> [What the task asks]: Search the records for the word "Some". Copy every line where it appears.

Data records Block Start

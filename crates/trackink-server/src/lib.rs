//! trackink WebSocket relay.
//!
//! Peers connect to `/ws?channel=<name>` (default `board`) and exchange
//! JSON frames tagged with an event name:
//! ```json
//! { "event": "pointer-event", "data": { "kind": "move", "x": 50.0, "y": 50.0, "timestampMs": 2 } }
//! { "event": "board-command", "data": { "action": "clear" } }
//! ```
//! Pointer events and board commands are fanned out to every other peer on
//! the channel. The relay itself sends `joined`, `peer-joined`, `peer-left`
//! and `error` frames.

pub mod config;
pub mod relay;
pub mod routes;

pub use config::ServerConfig;
pub use relay::{Relay, Subscription};

use axum::{Router, routing::get};
use std::sync::Arc;
use tokio::net::TcpListener;
use tower_http::{cors::CorsLayer, trace::TraceLayer};

/// Build the relay's HTTP routes.
pub fn router(relay: Arc<Relay>) -> Router {
    Router::new()
        .route("/", get(routes::index))
        .route("/ws", get(routes::ws_handler))
        .route("/health", get(routes::health))
        .layer(CorsLayer::permissive())
        .layer(TraceLayer::new_for_http())
        .with_state(relay)
}

/// Serve the relay on an already bound listener until the process stops.
pub async fn serve(listener: TcpListener, relay: Arc<Relay>) -> std::io::Result<()> {
    axum::serve(listener, router(relay)).await
}
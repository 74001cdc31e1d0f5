//! Transport-independent view of a peer's connection to the relay.
//!
//! The socket itself lives in [`RelayClient`](crate::client::RelayClient);
//! this module only tracks connection state and the frames waiting to go
//! out, so that controllers can be driven and tested without a network.

use crate::protocol::WireMessage;

/// Connection status
#[derive(Debug, Clone, Copy, PartialEq, Eq, Default)]
pub enum LinkStatus {
    #[default]
    Disconnected,
    Connecting,
    Connected,
    Error,
}

/// Connection status plus the last transport error seen.
#[derive(Debug, Clone, Default, PartialEq, Eq)]
pub struct ConnectionState {
    pub status: LinkStatus,
    pub last_error: Option<String>,
}

impl ConnectionState {
    pub fn is_connected(&self) -> bool {
        self.status == LinkStatus::Connected
    }
}

/// Events produced by the relay connection
#[derive(Debug, Clone, PartialEq)]
pub enum LinkEvent {
    /// Socket opened
    Connected,
    /// Socket closed
    Disconnected,
    /// Frame received from the relay
    Message(WireMessage),
    /// Transport failure
    Error { message: String },
}

/// Outgoing side of a peer's relay connection.
#[derive(Debug, Clone, Default)]
pub struct Link {
    state: ConnectionState,
    outgoing: Vec<String>,
}

impl Link {
    pub fn new() -> Self {
        Self::default()
    }

    pub fn state(&self) -> &ConnectionState {
        &self.state
    }

    pub fn is_connected(&self) -> bool {
        self.state.is_connected()
    }

    /// Mark the link as connecting.
    pub fn connecting(&mut self) {
        self.state.status = LinkStatus::Connecting;
    }

    /// Update the connection state from a transport event.
    ///
    /// Returns the received frame for [`LinkEvent::Message`].
    pub fn handle_event(&mut self, event: LinkEvent) -> Option<WireMessage> {
        match event {
            LinkEvent::Connected => {
                log::info!("Relay link connected");
                self.state.status = LinkStatus::Connected;
                self.state.last_error = None;
                None
            }
            LinkEvent::Disconnected => {
                log::info!("Relay link disconnected");
                self.state.status = LinkStatus::Disconnected;
                self.outgoing.clear();
                None
            }
            LinkEvent::Error { message } => {
                log::error!("Relay link error: {}", message);
                self.state.status = LinkStatus::Error;
                self.state.last_error = Some(message);
                self.outgoing.clear();
                None
            }
            LinkEvent::Message(message) => Some(message),
        }
    }

    /// Queue a frame for sending. Frames are dropped while not connected.
    pub fn send(&mut self, message: &WireMessage) -> bool {
        if !self.is_connected() {
            log::warn!(
                "Dropping {} while {:?}",
                message.event_name(),
                self.state.status
            );
            return false;
        }
        match message.to_json() {
            Ok(json) => {
                self.outgoing.push(json);
                true
            }
            Err(e) => {
                log::warn!("Failed to encode {}: {}", message.event_name(), e);
                false
            }
        }
    }

    /// Take the frames queued since the last call.
    pub fn take_outgoing(&mut self) -> Vec<String> {
        std::mem::take(&mut self.outgoing)
    }

    pub fn has_outgoing(&self) -> bool {
        !self.outgoing.is_empty()
    }
}
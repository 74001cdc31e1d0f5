//! Headless canvas that logs what it would draw.

use kurbo::{Point, Shape, Size};
use trackink_core::{Path, RenderSurface};

/// Writes each committed path to the log as SVG path data.
#[derive(Debug, Clone)]
pub struct LogSurface {
    size: Size,
    painted: usize,
}

impl LogSurface {
    pub fn new(size: Size) -> Self {
        Self { size, painted: 0 }
    }

    /// Paths painted since the last reset.
    pub fn painted(&self) -> usize {
        self.painted
    }
}

impl RenderSurface for LogSurface {
    fn bounds(&self) -> Size {
        self.size
    }

    fn render_path(&mut self, path: &Path) {
        self.painted += 1;
        let bbox = path.to_bez_path().bounding_box();
        log::info!(
            "Path {} [{} {} {}px] bbox {:.0}x{:.0}: {}",
            path.id(),
            path.tool,
            path.color,
            path.stroke_width,
            bbox.width(),
            bbox.height(),
            path.to_svg()
        );
    }

    fn reset(&mut self) {
        log::info!("Canvas reset");
        self.painted = 0;
    }

    fn move_cursor(&mut self, position: Point) {
        log::trace!("Remote cursor at ({:.1}, {:.1})", position.x, position.y);
    }
}
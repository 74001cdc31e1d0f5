//! Command-line trackink peer.
//!
//! As a surface it joins a channel and renders committed paths to the log.
//! As a controller it sends the test stroke, a command, or lines read from
//! stdin.

mod args;
mod script;
mod session;
mod surface;

use args::{PeerArgs, Role};
use clap::Parser;
use std::process::ExitCode;
use trackink_core::auth::ensure_authorized;
use trackink_core::{AllowAll, AuthGuard, TokenGuard};

fn guard(args: &PeerArgs) -> Box<dyn AuthGuard> {
    match &args.expected_token {
        Some(expected) => Box::new(TokenGuard::new(expected.clone(), args.token.clone())),
        None => Box::new(AllowAll),
    }
}

fn main() -> ExitCode {
    env_logger::init();
    let args = PeerArgs::parse();
    log::info!("Starting trackink {:?} on channel {}", args.role, args.channel);

    let result = ensure_authorized(guard(&args).as_ref())
        .map_err(session::PeerError::from)
        .and_then(|()| match args.role {
            Role::Surface => session::run_surface(&args),
            Role::Controller => session::run_controller(&args),
        });

    match result {
        Ok(()) => ExitCode::SUCCESS,
        Err(e) => {
            log::error!("{}", e);
            ExitCode::FAILURE
        }
    }
}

Data records Block End

> [Written response]:
                self.state.last_error = Some(message);
            LinkEvent::Message(message) => Some(message),
        Some(expected) => Box::new(TokenGuard::new(expected.clone(), args.token.clone())),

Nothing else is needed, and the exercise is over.